The Joint Commission has released its top five most challenging requirements for 2023 for home health care organizations.
They include a requirement that the organization “uses standard precautions, including the use of personal protective equipment, to reduce the risk of infection.”
Also on the list: The written plan of care is based on the patient’s goals and the time frames, settings, and services required to meet those goals.
The patient record contains the following clinical information:
- Any medications administered, including dose.
- Any activity restrictions.
- Any changes in the patient’s condition.
- Any summaries of the patient’s care, treatment, or services furnished to the patient’s physician or allowed practitioner.
- The patient’s medical history.
- Any allergies to medications.
- Any adverse drug reactions.
- The patient’s functional status.
- Any diet information or any dietary restrictions.
- Diagnostic and therapeutic tests, procedures, and treatments, and their results.
- Any specific notes on care, treatment, or services.
- The patient’s response to care, treatment, or services.
- Any assessments relevant to care, treatment, or services.
- Physician or allowed practitioner orders.
- Any information required by organization policy, in accordance with law and regulation.
- A list of medications, including dose, strength, frequency, route, date and time of administration for prescription and nonprescription medications, herbal products, and home remedies that relate to the patient’s care, treatment, or services.
- The plan(s) of care.
- For DMEPOS suppliers serving Medicare beneficiaries: The DMEPOS prescription, any certificates of medical necessity (CMN), and pertinent documentation from the beneficiary’s prescribing physician or allowed practitioner.
For home health agencies that elect to use The Joint Commission deemed status option: The individualized plan of care specifies the care and services necessary to meet the needs identified in the comprehensive assessment and addresses the following:
- All pertinent diagnoses.
- Mental, psychosocial, and cognitive status.

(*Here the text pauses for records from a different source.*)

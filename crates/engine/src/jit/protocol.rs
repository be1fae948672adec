//! JIT request and response bodies.

use std::collections::BTreeMap;

use serde::{Deserialize, Serialize};
use time::OffsetDateTime;

use super::JitError;
use crate::campaign::{Campaign, CampaignFormat};
use crate::tracker::EventInfo;

#[derive(Debug, Clone, Default, PartialEq, Eq, Serialize, Deserialize)]
#[serde(rename_all = "camelCase")]
pub struct DeviceIds {
    #[serde(default, skip_serializing_if = "Option::is_none")]
    pub installation_id: Option<String>,
    #[serde(default, skip_serializing_if = "Option::is_none")]
    pub custom_user_id: Option<String>,
}

#[derive(Debug, Clone, Copy, PartialEq, Eq, Serialize, Deserialize)]
pub struct ViewCount {
    pub count: u64,
    /// Seconds since the last view; absent when never viewed.
    #[serde(default, skip_serializing_if = "Option::is_none")]
    pub duration: Option<i64>,
}

#[derive(Debug, Clone, PartialEq, Serialize)]
pub struct JitRequest {
    /// Selects the endpoint; not part of the body.
    #[serde(skip)]
    pub format: CampaignFormat,
    pub ids: DeviceIds,
    pub campaigns: Vec<String>,
    pub views: BTreeMap<String, ViewCount>,
    #[serde(skip_serializing_if = "Option::is_none")]
    pub attributes: Option<serde_json::Value>,
}

impl JitRequest {
    /// `attributes` is only sent for [`CampaignFormat::Legacy`].
    pub fn build(
        format: CampaignFormat,
        ids: &DeviceIds,
        campaigns: &[&Campaign],
        views: &BTreeMap<String, EventInfo>,
        attributes: Option<serde_json::Value>,
        now: OffsetDateTime,
    ) -> Self {
        let views = campaigns
            .iter()
            .map(|c| {
                let info = views.get(&c.id).copied().unwrap_or_default();
                let count = ViewCount {
                    count: info.count,
                    duration: info.last_occurrence.map(|at| (now - at).whole_seconds()),
                };
                (c.id.clone(), count)
            })
            .collect();

        JitRequest {
            format,
            ids: ids.clone(),
            campaigns: campaigns.iter().map(|c| c.id.clone()).collect(),
            views,
            attributes: match format {
                CampaignFormat::Legacy => attributes,
                CampaignFormat::Current => None,
            },
        }
    }

    pub fn to_json(&self) -> serde_json::Value {
        // A struct of strings, integers and JSON values always serializes.
        serde_json::to_value(self).unwrap_or(serde_json::Value::Null)
    }
}

#[derive(Debug, Deserialize)]
#[serde(rename_all = "camelCase")]
struct JitResponse {
    eligible_campaigns: Vec<String>,
}

/// Extracts the confirmed campaign ids from a response body.
pub fn parse_response(body: &str) -> Result<Vec<String>, JitError> {
    if body.trim().is_empty() {
        return Err(JitError::Format {
            message: "empty body".to_string(),
        });
    }
    serde_json::from_str::<JitResponse>(body)
        .map(|r| r.eligible_campaigns)
        .map_err(|e| JitError::Format {
            message: e.to_string(),
        })
}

- Types of services, supplies, and equipment required.
- The frequency and duration of visits.
- The patient’s prognosis.
- The patient’s potential for rehabilitation.
- The patient’s functional limitations.
- The patient’s permitted activities.
- The patient’s nutritional requirements.
- All medications and treatments.
- Safety measures to protect against injury.
- A description of the patient’s risk for emergency department visits and hospital readmission, and all necessary interventions to address the underlying risk factors.
- Patient-specific interventions and education.
- Measurable outcomes and goals identified by the organization and patient as a result of implementing and coordinating the plan of care.
- Patient and caregiver education and training to facilitate timely discharge.
- Information related to any advance directives.
- Identification of the disciplines involved in providing care.
- Any other relevant items, including additions, revisions, and deletions that the home health agency, physician, or allowed practitioner may choose to include.
Leaders review, approve, and manage the implementation of policies and procedures that guide and support patient care, treatment, or services.